『…乃、愛乃‼︎』

ぼやける視界。目をこすりながら顔を上げると、そこには要がいた。

「…どうしたの?」
あたしが眠そうにしてるのをみて、要は声を荒げて言った。
『どうもこうもねぇよ!いつまでたっても来ないから探しに来たんだろ‼︎』
「…え?」
最初、要の言っていることが全く理解できずにいたが、要の呆れた顔をみて思い出した。
…確か、放課後に物置部屋に行かなきゃいけなかった気が…
「…あぁっ‼︎‼︎」
『忘れてたのかよ!‼︎言い出したのはお前だろうが…ったく…はぁ。とにかく、ほら、はやく支度しろよな。行くぞ!』

✴︎

支度を終えて廊下を歩くと、異変に気がついた。
「ねぇ、要。先生とか、皆は…?」
…生徒も先生も全くと言っていい程いない。
総合高校なので生徒が部活だのなんだので溢れている筈だし、文化祭も近いので先生と10回以上すれ違ってもおかしくないのだが…
要は全く動じていない。聞こえてないのだろうか…
「要。先生とか皆、いなくない?」
『…今日は俺たち四人が臨時で呼ばれたんだろ?お前まだ、寝ぼけてんじゃん?』
寝ぼけてるなんて失礼な。そう思ったがまぁ要はいつもこんな調子だ。
「あ、そうだった…忘れてたわ。」

何だか、おかしい気もするが、妙に納得した。確かに臨時で呼ばれたのなら私たち以外にいる筈がない。携帯の日付をみても、今日は学校の記念日で部活も殆どOFFだ。
…そんなこんなで黙々と廊下を歩いていると、【いつもの場所】に着いた。
『あーーいーーのーー!!遅過ぎ
!!どうせまた屋上でお菓子食べてたんじゃないの?!』
この、騒がしい黒髪癖っ毛ロングのメガネは、「相田 水帆(アイダ ミズホ)」。あたしの、小学校からの親友で、いつも一緒にいる。凄く頭良さそうで大人しそうに見えるのが逆に、まぁあれで騒がしい。

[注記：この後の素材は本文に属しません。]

//! Client configuration loaded from environment variables.
//!
//! # Environment Variables
//!
//! ## Backend URL (first non-empty wins)
//! - `MARKETLINK_API_URL`
//! - `API_BASE_URL`
//! - `API_URL`
//! - `BACKEND_URL`
//!
//! ## Optional
//! - `MARKETLINK_HOSTNAME` - Host the client is served from. When it is a known
//!   production domain and no URL variable is set, the production backend is used.
//! - `MARKETLINK_CDN_URL` - Root for CDN media URLs (default: `https://res.cloudinary.com`)
//!
//! When nothing matches, the client falls back to `http://localhost:5000`.

use thiserror::Error;
use url::Url;

/// Environment keys consulted for the backend URL, in priority order.
pub const API_URL_KEYS: &[&str] = &["MARKETLINK_API_URL", "API_BASE_URL", "API_URL", "BACKEND_URL"];

/// Environment key holding the hostname the client runs under.
pub const HOSTNAME_KEY: &str = "MARKETLINK_HOSTNAME";

/// Environment key overriding the CDN root.
pub const CDN_URL_KEY: &str = "MARKETLINK_CDN_URL";

/// Hostnames that are served by the production deployment.
pub const PRODUCTION_DOMAINS: &[&str] = &["marketlink.app", "www.marketlink.app", "shop.marketlink.app"];

/// Backend used when running under a production hostname without explicit configuration.
pub const PRODUCTION_BACKEND_URL: &str = "https://api.marketlink.app";

/// Backend used when nothing else is configured.
pub const DEFAULT_BASE_URL: &str = "http://localhost:5000";

/// Default CDN root for `<bucket>/(image|video)/upload/...` media paths.
pub const DEFAULT_CDN_URL: &str = "https://res.cloudinary.com";

/// Configuration errors that can occur during loading.
#[derive(Debug, Error)]
pub enum ConfigError {
    #[error("Invalid URL in {0}: {1}")]
    InvalidUrl(String, String),
}

/// Normalized backend and API roots.
///
/// The API root always ends in exactly one `/api` segment.
#[derive(Debug, Clone, PartialEq, Eq)]
pub struct BaseUrls {
    backend_root: String,
    api_root: String,
}

impl BaseUrls {
    /// Derive the roots from a configured base URL.
    ///
    /// Trailing slashes are stripped, and a single trailing `/api` segment is
    /// treated as part of the API root rather than the backend root.
    #[must_use]
    pub fn from_base(base: &str) -> Self {
        let trimmed = base.trim().trim_end_matches('/');
        let backend_root = trimmed
            .strip_suffix("/api")
            .unwrap_or(trimmed)
            .trim_end_matches('/')
            .to_string();
        let api_root = format!("{backend_root}/api");

        Self {
            backend_root,
            api_root,
        }
    }

    /// The backend origin (serves `/uploads/...` and explicit `/api/...` paths).
    #[must_use]
    pub fn backend_root(&self) -> &str {
        &self.backend_root
    }

    /// The backend root plus `/api`.
    #[must_use]
    pub fn api_root(&self) -> &str {
        &self.api_root
    }

    /// Resolve a request path to the URL it should be sent to.
    ///
    /// Absolute URLs pass through unchanged. `/uploads/...` and `/api/...`
    /// go to the backend root; anything else is prefixed with the API root.
    #[must_use]
    pub fn resolve(&self, path: &str) -> String {
        if is_absolute(path) {
            return path.to_string();
        }

        let path = if path.starts_with('/') {
            path.to_string()
        } else {
            format!("/{path}")
        };

        if path == "/api" || path.starts_with("/api/") || path.starts_with("/uploads/") {
            format!("{}{path}", self.backend_root)
        } else {
            format!("{}{path}", self.api_root)
        }
    }
}

/// Client configuration.
#[derive(Debug, Clone)]
pub struct ClientConfig {
    /// Backend and API roots
    pub urls: BaseUrls,
    /// Root for CDN-hosted media
    pub cdn_url: String,
}

impl ClientConfig {
    /// Build a configuration for an explicit base URL.
    ///
    /// # Errors
    ///
    /// Returns `ConfigError::InvalidUrl` if `base_url` is not an absolute
    /// `http`/`https` URL.
    pub fn new(base_url: &str) -> Result<Self, ConfigError> {
        validate_http_url("base_url", base_url)?;

        Ok(Self {
            urls: BaseUrls::from_base(base_url),
            cdn_url: DEFAULT_CDN_URL.to_string(),
        })
    }

    /// Replace the CDN root.
    ///
    /// # Errors
    ///
    /// Returns `ConfigError::InvalidUrl` if `cdn_url` is not an absolute
    /// `http`/`https` URL.
    pub fn with_cdn_url(mut self, cdn_url: &str) -> Result<Self, ConfigError> {
        validate_http_url("cdn_url", cdn_url)?;
        self.cdn_url = cdn_url.trim().trim_end_matches('/').to_string();
        Ok(self)
    }

    /// Load configuration from environment variables.
    ///
    /// Calls `dotenvy::dotenv()` to load from `.env` file if present.
    ///
    /// # Errors
    ///
    /// Returns `ConfigError` if the resolved backend or CDN URL is not an
    /// absolute `http`/`https` URL.
    pub fn from_env() -> Result<Self, ConfigError> {
        // Load .env file if present (ignore errors if not found)
        let _ = dotenvy::dotenv();

        let hostname = get_optional_env(HOSTNAME_KEY);
        let base_url = resolve_base_url(get_optional_env, hostname.as_deref());
        tracing::debug!(base_url = %base_url, "Resolved backend base URL");

        let config = Self::new(&base_url)?;
        match get_optional_env(CDN_URL_KEY) {
            Some(cdn_url) => config.with_cdn_url(&cdn_url),
            None => Ok(config),
        }
    }
}

/// Pick the backend base URL.
///
/// Order: the first non-empty value among [`API_URL_KEYS`], then
/// [`PRODUCTION_BACKEND_URL`] when `hostname` is a production domain, then
/// [`DEFAULT_BASE_URL`].
pub fn resolve_base_url(lookup: impl Fn(&str) -> Option<String>, hostname: Option<&str>) -> String {
    if let Some(configured) = API_URL_KEYS
        .iter()
        .filter_map(|&key| lookup(key))
        .map(|value| value.trim().to_string())
        .find(|value| !value.is_empty())
    {
        return configured;
    }

    // Deployments that forgot to set an API URL still reach the real backend.
    if hostname.is_some_and(is_production_host) {
        return PRODUCTION_BACKEND_URL.to_string();
    }

    DEFAULT_BASE_URL.to_string()
}

/// Whether `hostname` (optionally with a port) is a production domain.
fn is_production_host(hostname: &str) -> bool {
    let host = hostname.trim().to_ascii_lowercase();
    let host = host.split(':').next().unwrap_or_default();
    PRODUCTION_DOMAINS.contains(&host)
}

/// Whether a string is an absolute `http`/`https` URL.
pub(crate) fn is_absolute(value: &str) -> bool {
    let lower = value.get(..8).unwrap_or(value).to_ascii_lowercase();
    lower.starts_with("http://") || lower.starts_with("https://")
}

pub(crate) fn validate_http_url(name: &str, value: &str) -> Result<(), ConfigError> {
    let url = Url::parse(value.trim())
        .map_err(|e| ConfigError::InvalidUrl(name.to_string(), e.to_string()))?;
    if !matches!(url.scheme(), "http" | "https") {
        return Err(ConfigError::InvalidUrl(
            name.to_string(),
            format!("unsupported scheme '{}'", url.scheme()),
        ));
    }
    Ok(())
}

// =============================================================================
// Helper Functions
// =============================================================================

/// Get an optional environment variable.
fn get_optional_env(key: &str) -> Option<String> {
    std::env::var(key).ok()
}

#[cfg(test)]
#[allow(clippy::unwrap_used)]
mod tests {
    use std::collections::HashMap;

    use super::*;

    fn lookup_from(pairs: &[(&str, &str)]) -> impl Fn(&str) -> Option<String> {
        let map: HashMap<String, String> = pairs
            .iter()
            .map(|(k, v)| ((*k).to_string(), (*v).to_string()))
            .collect();
        move |key| map.get(key).cloned()
    }

    #[test]
    fn test_first_non_empty_key_wins() {
        let lookup = lookup_from(&[
            ("MARKETLINK_API_URL", "   "),
            ("API_BASE_URL", ""),
            ("API_URL", "https://one.example.com"),
            ("BACKEND_URL", "https://two.example.com"),
        ]);
        assert_eq!(resolve_base_url(lookup, None), "https://one.example.com");
    }

    #[test]
    fn test_configured_value_beats_hostname() {
        let lookup = lookup_from(&[("BACKEND_URL", "https://staging.example.com")]);
        assert_eq!(
            resolve_base_url(lookup, Some("marketlink.app")),
            "https://staging.example.com"
        );
    }

    #[test]
    fn test_production_hostname_heuristic() {
        let lookup = lookup_from(&[]);
        assert_eq!(
            resolve_base_url(&lookup, Some("WWW.MarketLink.app:443")),
            PRODUCTION_BACKEND_URL
        );
        assert_eq!(resolve_base_url(&lookup, Some("preview.vercel.app")), DEFAULT_BASE_URL);
        assert_eq!(resolve_base_url(&lookup, None), DEFAULT_BASE_URL);
    }

    #[test]
    fn test_api_root_has_exactly_one_api_segment() {
        for base in [
            "https://backend.example.com",
            "https://backend.example.com/",
            "https://backend.example.com/api",
            "https://backend.example.com/api/",
            "https://backend.example.com//",
            "http://localhost:5000",
        ] {
            let urls = BaseUrls::from_base(base);
            assert!(urls.api_root().ends_with("/api"), "{base}");
            assert_eq!(urls.api_root().matches("/api").count(), 1, "{base}");
            assert!(!urls.api_root().contains("/api/api"), "{base}");
        }
    }

    #[test]
    fn test_resolve_api_path_against_trailing_slash_base() {
        let urls = BaseUrls::from_base("https://api.example.com/");
        assert_eq!(
            urls.resolve("/api/users/me"),
            "https://api.example.com/api/users/me"
        );
    }

    #[test]
    fn test_resolve_routes_by_prefix() {
        let urls = BaseUrls::from_base("https://api.example.com/api");
        assert_eq!(urls.resolve("/users/me"), "https://api.example.com/api/users/me");
        assert_eq!(urls.resolve("users/me"), "https://api.example.com/api/users/me");
        assert_eq!(urls.resolve("/api/users/me"), "https://api.example.com/api/users/me");
        assert_eq!(
            urls.resolve("/uploads/a.png"),
            "https://api.example.com/uploads/a.png"
        );
        assert_eq!(
            urls.resolve("https://other.example.com/x"),
            "https://other.example.com/x"
        );
    }

    #[test]
    fn test_client_config_rejects_relative_and_non_http() {
        assert!(matches!(
            ClientConfig::new("api.example.com"),
            Err(ConfigError::InvalidUrl(_, _))
        ));
        assert!(matches!(
            ClientConfig::new("ftp://files.example.com"),
            Err(ConfigError::InvalidUrl(_, _))
        ));
    }

    #[test]
    fn test_client_config_cdn_override() {
        let config = ClientConfig::new("https://api.example.com")
            .unwrap()
            .with_cdn_url("https://media.example.com/")
            .unwrap();
        assert_eq!(config.cdn_url, "https://media.example.com");
        assert_eq!(config.urls.backend_root(), "https://api.example.com");
    }

    #[test]
    fn test_is_absolute() {
        assert!(is_absolute("https://x"));
        assert!(is_absolute("HTTP://x"));
        assert!(!is_absolute("//x"));
        assert!(!is_absolute("/x"));
        assert!(!is_absolute("ht"));
    }
}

『そうだったら良かったんだけどな。こいつ、教室で寝ていやがったよ。』
ニヤニヤと痛いとこをついてくる背高のっぽは、「五木 要(イツキ カナメ)」。こいつは、中学校の時に知り合って、仲良くなった。水帆と犬猿の仲で、口論が絶えないのをいつもとめている。あたしより10センチ以上高くて(とはいっても、あたしがちっちゃいだけだけど…)、背が高いから憎い。大事なことなのでもう一回言う。憎い。

『…えっ?!何それずるくない?私も寝たかった!!てかあんたもちょっと遅かったけどまさか一緒に寝てたんじゃ…』
水帆は要をマジマジとみている
『んなわけあるかよ‼︎屋上見に行ってたんだっつの‼︎』
相変わらず、要は水帆の冗談を間に受けてる様子だった。
『まぁまぁ、もう揃ったんだしさぁ
、そろそろ先生のとこ…』
…そう、ゆったりとした口調で話すのは、「荻野 裕也(オギノ ユウヤ)」。中学校の頃、一回同じクラスになったが委員会などで面会し塾も同じだった、というところであまり話したこともないしよくわからない。
「ごめんごめん、そうしよ…」

ーーーガシャンッ‼︎‼︎‼︎

あたしの言葉を遮り、1階からガラスの割れる音がした。